Handy little command for upgrading python libraries…

About three weeks ago I googled for a quick tutorial on how to upgrade all of the libraries being used by python – and came up completely empty handed. Absolutely nothing useful turned up, which I found rather frustrating. The Python installer (pip) should certainly have an “upgrade all” function – but if it does, I couldn’t find it. If anyone comes across such a thing, I’d love to hear about it.

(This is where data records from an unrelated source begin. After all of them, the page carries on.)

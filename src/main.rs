//! Binary entry point that loads configuration and launches the chat
//! session or the speech interpreter.

use std::path::PathBuf;

use anyhow::Result;
use clap::{Parser, Subcommand};
use tracing_subscriber::EnvFilter;

use carebot::config::{AppConfig, SpeechCredentials, CONFIG_PATH};
use carebot::interpreter::{self, DEFAULT_TARGETS};
use carebot::language::Language;
use carebot::session;

#[derive(Parser)]
#[command(name = "carebot", about = "Customer-care chatbot with voice and translation")]
struct Cli {
    /// Configuration file
    #[arg(long, default_value = CONFIG_PATH)]
    config: PathBuf,
    /// FAQ table (overrides the configured path)
    #[arg(long)]
    faq: Option<PathBuf>,
    /// Run without speech credentials; typed questions only
    #[arg(long)]
    text_only: bool,
    /// Log level
    #[arg(long, default_value = "warn")]
    log_level: String,
    #[command(subcommand)]
    command: Option<Command>,
}

#[derive(Subcommand)]
enum Command {
    /// Interactive question answering (default)
    Chat,
    /// Speak in the source language, hear it in the target languages
    Interpret {
        /// Comma-separated target language codes
        #[arg(long, value_delimiter = ',')]
        targets: Vec<Language>,
    },
}

#[tokio::main]
/// Bootstraps environment variables and logging, then runs the chosen mode.
async fn main() -> Result<()> {
    dotenv::dotenv().ok();
    let cli = Cli::parse();

    tracing_subscriber::fmt()
        .with_env_filter(
            EnvFilter::try_from_default_env().unwrap_or_else(|_| EnvFilter::new(&cli.log_level)),
        )
        .with_writer(std::io::stderr)
        .init();

    let mut config = AppConfig::load(&cli.config);
    if let Some(faq) = cli.faq {
        config.faq_path = faq;
    }

    match cli.command.unwrap_or(Command::Chat) {
        Command::Chat => {
            let credentials = if cli.text_only {
                None
            } else {
                Some(SpeechCredentials::from_env()?)
            };
            session::run_chat_session(&config, credentials).await
        }
        Command::Interpret { targets } => {
            let credentials = SpeechCredentials::from_env()?;
            let targets = if targets.is_empty() {
                DEFAULT_TARGETS.to_vec()
            } else {
                targets
            };
            interpreter::run_interpreter(&config, &credentials, &targets).await
        }
    }
}
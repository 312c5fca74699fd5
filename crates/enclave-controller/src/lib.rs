//! enclave-controller — reconciliation core for runtime rollouts.
//!
//! Turns a single `RolloutRequest` into a bounded set of node-selecting
//! side-effect objects and an eventually-consistent progress record,
//! re-driven to convergence on every invocation. The reconciler keeps no
//! state between invocations beyond what it persists; phase is derived from
//! the status counters, never stored.
//!
//! # Components
//!
//! - **`selector`** — effective node-selector resolution (configured or
//!   built-in worker default)
//! - **`progress`** — target-count pinning, membership-guarded folding of
//!   labeled nodes, finalization
//! - **`resources`** — pure builders for the installer workload and the
//!   per-variant runtime classes
//! - **`reconciler`** — the state machine: one pass per invocation, requeue
//!   signals instead of blocking
//! - **`runner`** — async drive loop turning requeue signals into delayed
//!   re-invocations

pub mod error;
pub mod progress;
pub mod reconciler;
pub mod resources;
pub mod runner;
pub mod selector;

pub use error::{ReconcileError, ReconcileResult};
pub use reconciler::{
    phase_of, Phase, Reconcile, RolloutController, DEFAULT_ERROR_BACKOFF,
    MONITOR_POLL_INTERVAL, PRECONDITION_RETRY,
};
pub use runner::RunnerHandle;
pub use selector::SelectorDefaults;
//! StateStore — redb-backed state persistence for the Enclave operator.
//!
//! Provides typed operations over rollouts, nodes, installer workloads, and
//! runtime classes. All values are JSON-serialized into redb's `&[u8]` value
//! columns. The store supports both on-disk and in-memory backends (the
//! latter for testing).
//!
//! Rollout status writes are conditional: the caller passes the revision it
//! read, and a mismatch fails with `StateError::Conflict` instead of
//! clobbering a concurrent writer's update.

use std::path::Path;
use std::sync::Arc;

use redb::{Database, ReadableDatabase, ReadableTable};
use std::collections::BTreeMap;
use tracing::debug;

use crate::error::{StateError, StateResult};
use crate::tables::*;
use crate::types::*;

/// Convert any `Display` error into a `StateError` variant via a closure factory.
macro_rules! map_err {
    ($variant:ident) => {
        |e| StateError::$variant(e.to_string())
    };
}

/// Thread-safe state store backed by redb.
#[derive(Clone)]
pub struct StateStore {
    db: Arc<Database>,
}
//! Domain types for the Enclave state store.
//!
//! These types represent the persisted state of rollout requests, cluster
//! nodes, and the side-effect objects a rollout creates. All types are
//! serializable to/from JSON for storage in redb tables.

use serde::{Deserialize, Serialize};
use std::collections::BTreeMap;

/// Unique identifier for a rollout request.
pub type RolloutName = String;

/// Unique identifier for a node in the cluster.
pub type NodeName = String;

/// Owner kind recorded on side-effect objects created by a rollout.
pub const ROLLOUT_OWNER_KIND: &str = "RolloutRequest";

// ── Rollout ───────────────────────────────────────────────────────

/// Desired state for a runtime rollout across a subset of cluster nodes.
///
/// Written by the operator, never by the reconciler (which owns only the
/// status side of the record).
#[derive(Debug, Clone, Serialize, Deserialize, PartialEq)]
pub struct RolloutRequest {
    pub name: RolloutName,
    /// Nodes matching ALL pairs are in scope. `None` selects the built-in
    /// worker set.
    pub node_selector: Option<BTreeMap<String, String>>,
    /// Image reference for the runtime payload. Empty means unset.
    pub source_image: String,
    /// Deletion marker. The reconciler treats a marked rollout as a no-op;
    /// cleanup is delegated to the owner cascade.
    pub deleted: bool,
    /// Unix timestamp (seconds) when this request was created.
    pub created_at: u64,
}

/// An ordered node-name list with a cached count.
///
/// The wire representation is a list, not a set; `insert` keeps the list
/// sorted and membership-checked so it behaves as a set with deterministic
/// serialization.
#[derive(Debug, Clone, Default, Serialize, Deserialize, PartialEq, Eq)]
pub struct NodeSetStatus {
    pub count: u32,
    pub nodes: Vec<NodeName>,
}

impl NodeSetStatus {
    /// Whether the given node name is present.
    pub fn contains(&self, name: &str) -> bool {
        self.nodes.binary_search_by(|n| n.as_str().cmp(name)).is_ok()
    }

    /// Insert a node name, preserving sorted order.
    ///
    /// Returns false (and leaves the list untouched) if the name is already
    /// present.
    pub fn insert(&mut self, name: &str) -> bool {
        match self.nodes.binary_search_by(|n| n.as_str().cmp(name)) {
            Ok(_) => false,
            Err(idx) => {
                self.nodes.insert(idx, name.to_string());
                self.count = self.nodes.len() as u32;
                true
            }
        }
    }

    /// Remove every node name, resetting the count to zero.
    pub fn clear(&mut self) {
        self.nodes.clear();
        self.count = 0;
    }

    pub fn is_empty(&self) -> bool {
        self.nodes.is_empty()
    }
}

/// Progress record for a rollout, derived and mutated only by the
/// reconciler.
///
/// There is no explicit "done" flag: terminal state is implied by
/// `completed.count == target_node_count` with a non-empty
/// `exposed_runtime_names`.
#[derive(Debug, Clone, Default, Serialize, Deserialize, PartialEq)]
pub struct RolloutStatus {
    /// Number of nodes targeted by the rollout, pinned at the first
    /// successful reconcile. 0 means "not yet computed".
    pub target_node_count: u32,
    /// Image reference actually in use, pinned once non-empty.
    pub resolved_image: String,
    /// Nodes observed to have completed installation, not yet finalized.
    pub in_progress: NodeSetStatus,
    /// Nodes whose installation is finalized.
    pub completed: NodeSetStatus,
    /// Comma-joined runtime variant names exposed to the scheduler, set once
    /// at finalization.
    pub exposed_runtime_names: String,
}

/// A rollout record as stored: request, status, and the revision token used
/// for conditional status updates.
#[derive(Debug, Clone, Serialize, Deserialize, PartialEq)]
pub struct StoredRollout {
    pub request: RolloutRequest,
    pub status: RolloutStatus,
    /// Bumped on every write to this record. A status update with a stale
    /// revision fails with `StateError::Conflict`.
    pub revision: u64,
}

// ── Node ──────────────────────────────────────────────────────────

/// A node in the cluster. Read-only to the reconciler; labels are written
/// by the node agent and the external installer.
#[derive(Debug, Clone, Serialize, Deserialize, PartialEq)]
pub struct NodeRecord {
    pub name: NodeName,
    pub labels: BTreeMap<String, String>,
    /// Unix timestamp (seconds) when this node was registered.
    pub registered_at: u64,
}

impl NodeRecord {
    /// Whether this node matches every pair of the given selector.
    pub fn matches_labels(&self, selector: &BTreeMap<String, String>) -> bool {
        selector
            .iter()
            .all(|(k, v)| self.labels.get(k) == Some(v))
    }
}

// ── Side-effect objects ───────────────────────────────────────────

/// Link from a side-effect object back to the rollout that created it.
///
/// Deleting the owner cascades to every object carrying its ref.
#[derive(Debug, Clone, Serialize, Deserialize, PartialEq, Eq)]
pub struct OwnerRef {
    pub kind: String,
    pub name: String,
}

impl OwnerRef {
    /// Owner ref pointing at a rollout request.
    pub fn rollout(name: &str) -> Self {
        Self {
            kind: ROLLOUT_OWNER_KIND.to_string(),
            name: name.to_string(),
        }
    }

    /// Whether this ref points at the named rollout.
    pub fn is_rollout(&self, name: &str) -> bool {
        self.kind == ROLLOUT_OWNER_KIND && self.name == name
    }
}

/// Operation the installer workload performs on each node.
#[derive(Debug, Clone, Copy, PartialEq, Eq, Serialize, Deserialize)]
#[serde(rename_all = "snake_case")]
pub enum WorkloadOperation {
    Install,
    Uninstall,
    Upgrade,
}

impl WorkloadOperation {
    /// The script argument for this operation.
    pub fn as_str(&self) -> &'static str {
        match self {
            Self::Install => "install",
            Self::Uninstall => "uninstall",
            Self::Upgrade => "upgrade",
        }
    }
}

impl std::fmt::Display for WorkloadOperation {
    fn fmt(&self, f: &mut std::fmt::Formatter<'_>) -> std::fmt::Result {
        f.write_str(self.as_str())
    }
}

/// A host path mounted read-write into the installer container.
#[derive(Debug, Clone, Serialize, Deserialize, PartialEq, Eq)]
pub struct HostMount {
    pub name: String,
    pub host_path: String,
    pub mount_path: String,
    /// Create the host directory if it does not exist.
    pub create_if_missing: bool,
}

/// An environment variable injected into the installer container.
#[derive(Debug, Clone, Serialize, Deserialize, PartialEq, Eq)]
pub struct EnvVar {
    pub name: String,
    pub value: EnvValue,
}

/// Source of an environment variable's value.
#[derive(Debug, Clone, Serialize, Deserialize, PartialEq, Eq)]
#[serde(tag = "from", rename_all = "snake_case")]
pub enum EnvValue {
    /// A literal string.
    Literal { value: String },
    /// The name of the node the container is running on, filled in by the
    /// node agent.
    NodeName,
}

/// Declarative description of the install/uninstall workload: one privileged
/// container per selected node, running the deploy script.
#[derive(Debug, Clone, Serialize, Deserialize, PartialEq)]
pub struct NodeWorkload {
    pub name: String,
    pub namespace: String,
    pub operation: WorkloadOperation,
    pub image: String,
    /// Nodes the workload is scheduled onto.
    pub node_selector: BTreeMap<String, String>,
    pub service_account: String,
    pub command: Vec<String>,
    /// Invoked on graceful termination of the container.
    pub pre_stop_command: Vec<String>,
    pub privileged: bool,
    pub run_as_user: u32,
    pub env: Vec<EnvVar>,
    pub host_mounts: Vec<HostMount>,
    /// Rolling update: at most this many nodes unavailable at a time.
    pub max_unavailable: u32,
    pub owner: Option<OwnerRef>,
}

impl NodeWorkload {
    /// Build the composite key for the workloads table.
    pub fn table_key(&self) -> String {
        format!("{}/{}", self.namespace, self.name)
    }
}

/// Scheduler-exposure object for one runtime variant. The handler name
/// equals the variant identifier.
#[derive(Debug, Clone, Serialize, Deserialize, PartialEq)]
pub struct RuntimeClass {
    pub name: String,
    pub handler: String,
    /// Restricts scheduling of workloads using this class to matching nodes.
    pub node_selector: Option<BTreeMap<String, String>>,
    pub owner: Option<OwnerRef>,
}

impl RuntimeClass {
    /// Build the key for the runtime classes table.
    pub fn table_key(&self) -> String {
        self.name.clone()
    }
}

This morning, on my bike in to work, I realized I could hack a very quick command line together to make it work:

sudo pip freeze | awk '{FS = "==";print $1}' | xargs -I {} sudo pip install {} --upgrade

Nothing to it! It iterates one by one and upgrades all of the installed software. When a package is up to date, it’s clearly indicated, and when it’s not, it tries to upgrade, rolling back if it’s unsuccessful. I’ve noticed that many of the upgrades failed because of an out of date numpy package, so you may want to upgrade that first. Also, Eclipse isn’t too happy with the process, as it will detect the changes and freak out a bit – you might want to exit anything using or depending on the python libraries (such as django web server) first.

Of course, beware that this may involve re-compiling a fair amount of code, which means it’s not necessarily going to be fast. (Took about 15 minutes on my computer, with quite a few out of date libraries)

Faster is better…

I was going to write about the crazy street preacher I met on the bus this morning, but I have some far more topical stuff to mention.

I’ve been working on some code in python, which, much to my dismay, was taking a LONG time to run.  Around 11 hours of processing time, using 100% of all 8 CPUs (summed up user time of 6110 minutes – about 100 hours of total CPU time), for something I figured should take about about an hour.

I’d already used profiling to identify that the biggest bottlenecks were in two places – putting and retrieving information from a single queue shared by all 8 worker processes, as well as a single function of code that is central to the calculations being done by the workers.  Not being able to figure out what was happening in the worker’s code, I spent some time optimizing the queue management, with some fancy queue management (which turned out later to be outperformed by simply picking a random number for a queue to push the data into) and a separate queue for each process (which did, in fact cut wasted time significantly).  Before that, it had been hovering around the 20 hours, with 8 processes. So, I’d already been doing well, but it was well above where I thought it should be.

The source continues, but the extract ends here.